Lohmeyer Lukas, Werr Marco, Kaifer Elisabeth, Himmel Hans-Jörg
Anorganisch-Chemisches Institut, Ruprecht-Karls-Universität Heidelberg, Im Neuenheimer Feld 270, 69120, Heidelberg, Germany.
Chemistry. 2022 Oct 26;28(60):e202201789. doi: 10.1002/chem.202201789. Epub 2022 Aug 31.
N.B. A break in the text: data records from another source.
//! Property Tests for the Cache Access Coordinator
//!
//! Properties exercised over the in-memory store:
//! - At most one thread is inside the store at any time
//! - The lock is acquired once for many successive scopes
//! - Nested scopes neither deadlock nor relock
//! - Long-running operations give the lock up and it is taken back on demand
//! - Writes reach the store before the scope ends
//! - stop() releases the lock and closes the store

use std::collections::HashMap;
use std::sync::atomic::{AtomicUsize, Ordering};
use std::sync::{Arc, Barrier};
use std::thread;
use std::time::Duration;

use proptest::prelude::*;
use taskstate_test_utils::generators::{arb_cache_ops, CacheOp};
use taskstate_test_utils::{assertions, fixtures, init_test_tracing};
use taskstate_test_utils::{SessionError, TaskStateError, TaskStateResult};

#[derive(Debug, PartialEq)]
enum BuildError {
    TaskFailed(String),
    Cache(TaskStateError),
}

impl From<TaskStateError> for BuildError {
    fn from(e: TaskStateError) -> Self {
        BuildError::Cache(e)
    }
}

fn key(name: &str) -> String {
    name.to_string()
}

// ============================================================================
// MUTUAL EXCLUSION
// ============================================================================

#[test]
fn test_parallel_workers_never_overlap_in_store() {
    init_test_tracing();
    let (access, factory) = fixtures::started_memory_coordinator(8);
    factory.set_access_delay(Duration::from_micros(200));
    let cache = access.create_typed_cache::<String, u64>("taskHistory").unwrap();
    let inside = Arc::new(AtomicUsize::new(0));
    let max_inside = Arc::new(AtomicUsize::new(0));
    let start = Arc::new(Barrier::new(8));

    let workers: Vec<_> = (0..8u64)
        .map(|worker| {
            let access = access.clone();
            let cache = cache.clone();
            let inside = inside.clone();
            let max_inside = max_inside.clone();
            let start = start.clone();
            thread::spawn(move || {
                start.wait();
                for round in 0..20u64 {
                    access
                        .use_cache("execute task", || {
                            let now = inside.fetch_add(1, Ordering::SeqCst) + 1;
                            max_inside.fetch_max(now, Ordering::SeqCst);
                            let k = format!(":task{}", worker);
                            let previous = cache.get(&k)?;
                            cache.put(k, previous.unwrap_or(0) + round)?;
                            inside.fetch_sub(1, Ordering::SeqCst);
                            Ok::<_, TaskStateError>(())
                        })
                        .unwrap();
                }
            })
        })
        .collect();
    for worker in workers {
        worker.join().unwrap();
    }

    assert_eq!(max_inside.load(Ordering::SeqCst), 1);
    assertions::assert_serialized_access(&factory);
    for worker in 0..8u64 {
        let total = access
            .use_cache("check", || cache.get(&format!(":task{}", worker)))
            .unwrap();
        assert_eq!(total, Some((0..20).sum()));
    }
    access.stop().unwrap();
}

#[test]
fn test_two_threads_write_distinct_keys() {
    let (access, factory) = fixtures::started_memory_coordinator(2);
    let cache = access.create_typed_cache::<String, u64>("tasks").unwrap();

    let writers: Vec<_> = [("a", 1u64), ("b", 2u64)]
        .into_iter()
        .map(|(k, v)| {
            let access = access.clone();
            let cache = cache.clone();
            thread::spawn(move || access.use_cache("write", || cache.put(key(k), v)))
        })
        .collect();
    for writer in writers {
        writer.join().unwrap().unwrap();
    }

    let (a, b) = access
        .use_cache("read", || Ok::<_, TaskStateError>((cache.get(&key("a"))?, cache.get(&key("b"))?)))
        .unwrap();
    assert_eq!(a, Some(1));
    assert_eq!(b, Some(2));
    assertions::assert_serialized_access(&factory);
    access.stop().unwrap();
}

// ============================================================================
// LOCK LIFECYCLE
// ============================================================================

#[test]
fn test_successive_scopes_lock_once() {
    let (access, factory) = fixtures::started_memory_coordinator(0);
    let cache = access.create_typed_cache::<String, u64>("tasks").unwrap();
    assert!(!factory.is_locked());

    for i in 0..50 {
        access.use_cache("write", || cache.put(key("n"), i)).unwrap();
    }

    let stats = factory.stats();
    assert_eq!(stats.lock_acquisitions, 1);
    assert_eq!(stats.opens, 1);
    assert!(factory.is_locked());
    access.stop().unwrap();
}

#[test]
fn test_nested_scopes_do_not_relock() {
    let (access, factory) = fixtures::started_memory_coordinator(4);
    let cache = access.create_typed_cache::<String, u64>("tasks").unwrap();

    let value = access
        .use_cache("outer", || {
            cache.put(key("x"), 1)?;
            access.use_cache("inner", || {
                let seen = cache.get(&key("x"))?;
                access.use_cache("innermost", || cache.put(key("x"), seen.unwrap_or(0) + 1))?;
                cache.get(&key("x"))
            })
        })
        .unwrap();

    assert_eq!(value, Some(2));
    assert_eq!(factory.stats().lock_acquisitions, 1);
    let status = access.status().unwrap();
    assert_eq!(status.counters.scopes_entered, 3);
    access.stop().unwrap();
}

#[test]
fn test_long_running_operation_releases_lock() {
    let (access, factory) = fixtures::started_memory_coordinator(0);
    let cache = access.create_typed_cache::<String, u64>("tasks").unwrap();
    access.use_cache("before", || cache.put(key("k"), 1)).unwrap();
    assert!(factory.is_locked());

    let locked_during = access
        .long_running_operation("compile", || Ok::<_, TaskStateError>(factory.is_locked()))
        .unwrap();
    assert!(!locked_during);
    assertions::assert_unlocked(&factory);

    let value = access.use_cache("after", || cache.get(&key("k"))).unwrap();
    assert_eq!(value, Some(1));
    let stats = factory.stats();
    assert_eq!(stats.lock_acquisitions, 2);
    assert_eq!(stats.lock_releases, 1);
    access.stop().unwrap();
}

#[test]
fn test_long_running_inside_scope_suspends_and_resumes() {
    let (access, factory) = fixtures::started_memory_coordinator(2);
    let cache = access.create_typed_cache::<String, u64>("tasks").unwrap();

    let other = {
        let access = access.clone();
        let cache = cache.clone();
        let factory = factory.clone();
        move || {
            access.use_cache("other worker", || {
                assert!(factory.is_locked());
                cache.put(key("other"), 9)
            })
        }
    };

    let result = access.use_cache("task", || {
        cache.put(key("mine"), 1)?;
        access.long_running_operation("external process", || {
            thread::spawn(other.clone()).join().unwrap()
        })?;
        cache.get(&key("other"))
    });

    assert_eq!(result.unwrap(), Some(9));
    assertions::assert_serialized_access(&factory);
    access.stop().unwrap();
}

// ============================================================================
// WRITE-THROUGH AND ERRORS
// ============================================================================

#[test]
fn test_writes_reach_store_before_scope_ends() {
    let (access, factory) = fixtures::started_memory_coordinator(0);
    let cache = access.create_typed_cache::<String, u64>("tasks").unwrap();

    access
        .use_cache("write", || {
            cache.put(key("a"), 42)?;
            assert_eq!(factory.raw_get("tasks", b"\"a\""), Some(b"42".to_vec()));
            Ok::<_, TaskStateError>(())
        })
        .unwrap();
    assert_eq!(factory.partition_len("tasks"), 1);
    access.stop().unwrap();
}

#[test]
fn test_failed_action_is_rethrown_and_next_scope_succeeds() {
    let (access, factory) = fixtures::started_memory_coordinator(0);
    let cache = access.create_typed_cache::<String, u64>("tasks").unwrap();

    let failed: Result<(), BuildError> = access.use_cache("broken task", || {
        cache.put(key("partial"), 1)?;
        Err(BuildError::TaskFailed("compilation failed".to_string()))
    });
    assert_eq!(failed, Err(BuildError::TaskFailed("compilation failed".to_string())));

    let value = access.use_cache("next task", || cache.get(&key("partial"))).unwrap();
    assert_eq!(value, Some(1));
    assert_eq!(factory.stats().lock_acquisitions, 1);
    access.stop().unwrap();
}

#[test]
fn test_failed_store_write_surfaces_as_storage_error() {
    let (access, factory) = fixtures::started_memory_coordinator(0);
    let cache = access.create_typed_cache::<String, u64>("tasks").unwrap();
    factory.fail_next_write();

    let result = access.use_cache("write", || cache.put(key("a"), 1));
    assertions::assert_storage_error(&result);

    let value = access.use_cache("read", || cache.get(&key("a"))).unwrap();
    assert_eq!(value, None);
    access.stop().unwrap();
}

#[test]
fn test_cache_use_outside_scope_is_rejected() {
    let (access, _) = fixtures::started_memory_coordinator(0);
    let cache = access.create_typed_cache::<String, u64>("tasks").unwrap();

    assertions::assert_session_error(
        &cache.get(&key("a")),
        SessionError::OutsideCacheAccess {
            cache: "tasks".to_string(),
        },
    );
    access.stop().unwrap();
}

// ============================================================================
// SHUTDOWN
// ============================================================================

#[test]
fn test_stop_releases_lock_and_closes_store() {
    let (access, factory) = fixtures::started_memory_coordinator(2);
    let cache = access.create_typed_cache::<String, u64>("tasks").unwrap();
    access.use_cache("write", || cache.put(key("a"), 1)).unwrap();

    access.stop().unwrap();

    assertions::assert_unlocked(&factory);
    assert_eq!(factory.stats().closes, 1);
    assertions::assert_session_error(
        &access.use_cache("late", || cache.get(&key("a"))),
        SessionError::AlreadyStopped,
    );
}

#[test]
fn test_stop_waits_for_running_scope() {
    let (access, factory) = fixtures::started_memory_coordinator(2);
    let cache = access.create_typed_cache::<String, u64>("tasks").unwrap();
    let entered = Arc::new(Barrier::new(2));

    let worker = {
        let access = access.clone();
        let cache = cache.clone();
        let entered = entered.clone();
        thread::spawn(move || {
            access.use_cache("slow task", || {
                entered.wait();
                thread::sleep(Duration::from_millis(50));
                cache.put(key("slow"), 5)
            })
        })
    };

    entered.wait();
    access.stop().unwrap();
    worker.join().unwrap().unwrap();

    assert_eq!(factory.raw_get("tasks", b"\"slow\""), Some(b"5".to_vec()));
    assertions::assert_unlocked(&factory);
}

#[test]
fn test_stop_from_inside_scope_is_rejected() {
    let (access, _) = fixtures::started_memory_coordinator(0);
    let result: TaskStateResult<()> = access.use_cache("task", || access.stop());
    assertions::assert_session_error(&result, SessionError::StopInsideScope);
    access.stop().unwrap();
}

// ============================================================================
// MODEL-BASED
// ============================================================================

proptest! {
    #![proptest_config(ProptestConfig::with_cases(40))]

    /// A cache driven through the coordinator agrees with a map, and a later
    /// session over the same store sees the final contents.
    #[test]
    fn prop_cache_matches_model_across_sessions(ops in arb_cache_ops(40)) {
        let (access, factory) = fixtures::started_memory_coordinator(0);
        let cache = access.create_typed_cache::<String, u64>("model").unwrap();
        let mut model: HashMap<String, u64> = HashMap::new();

        for op in &ops {
            match op {
                CacheOp::Put(k, v) => {
                    access.use_cache("put", || cache.put(k.clone(), *v)).unwrap();
                    model.insert(k.clone(), *v);
                }
                CacheOp::Get(k) => {
                    let got = access.use_cache("get", || cache.get(k)).unwrap();
                    prop_assert_eq!(got, model.get(k).copied());
                }
                CacheOp::Remove(k) => {
                    access.use_cache("remove", || cache.remove(k.clone())).unwrap();
                    model.remove(k);
                }
            }
        }
        access.stop().unwrap();
        prop_assert_eq!(factory.partition_len("model"), model.len());

        let (next, _) = fixtures::coordinator_over(&fixtures::memory_config(0), &factory);
        next.start().unwrap();
        let cache = next.create_typed_cache::<String, u64>("model").unwrap();
        for (k, v) in &model {
            let got = next.use_cache("verify", || cache.get(k)).unwrap();
            prop_assert_eq!(got, Some(*v));
        }
        next.stop().unwrap();
    }
}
The field of molecular transition metal complexes with redox-active ligands is dominated by compounds with one or two units of the same redox-active ligand; complexes in which different redox-active ligands are bound to the same metal are uncommon. This work reports the first molecular coordination compounds in which redox-active bisguanidine or urea azine (biguanidine) ligands as well as oxolene ligands are bound to the same cobalt atom. The combination of two different redox-active ligands leads to mono- as well as unprecedented dinuclear cobalt complexes, being multiple (four or six) center redox systems with intriguing electronic structures, all exhibiting radical ligands. By changing the redox potential of the ligands through derivatisation, the electronic structure of the complexes could be altered in a rational way.
具有氧化还原活性配体的分子过渡金属配合物领域主要由含有一或两个相同氧化还原活性配体单元的化合物主导;不同氧化还原活性配体与同一金属结合的配合物并不常见。这项工作报道了首例分子配位化合物,其中氧化还原活性双胍或脲嗪(双胍)配体以及氧杂环戊烯配体与同一钴原子结合。两种不同氧化还原活性配体的组合产生了单核以及前所未有的双核钴配合物,它们是具有有趣电子结构的多(四或六)中心氧化还原体系,均表现出自由基配体。通过衍生化改变配体的氧化还原电位,可以合理地改变配合物的电子结构。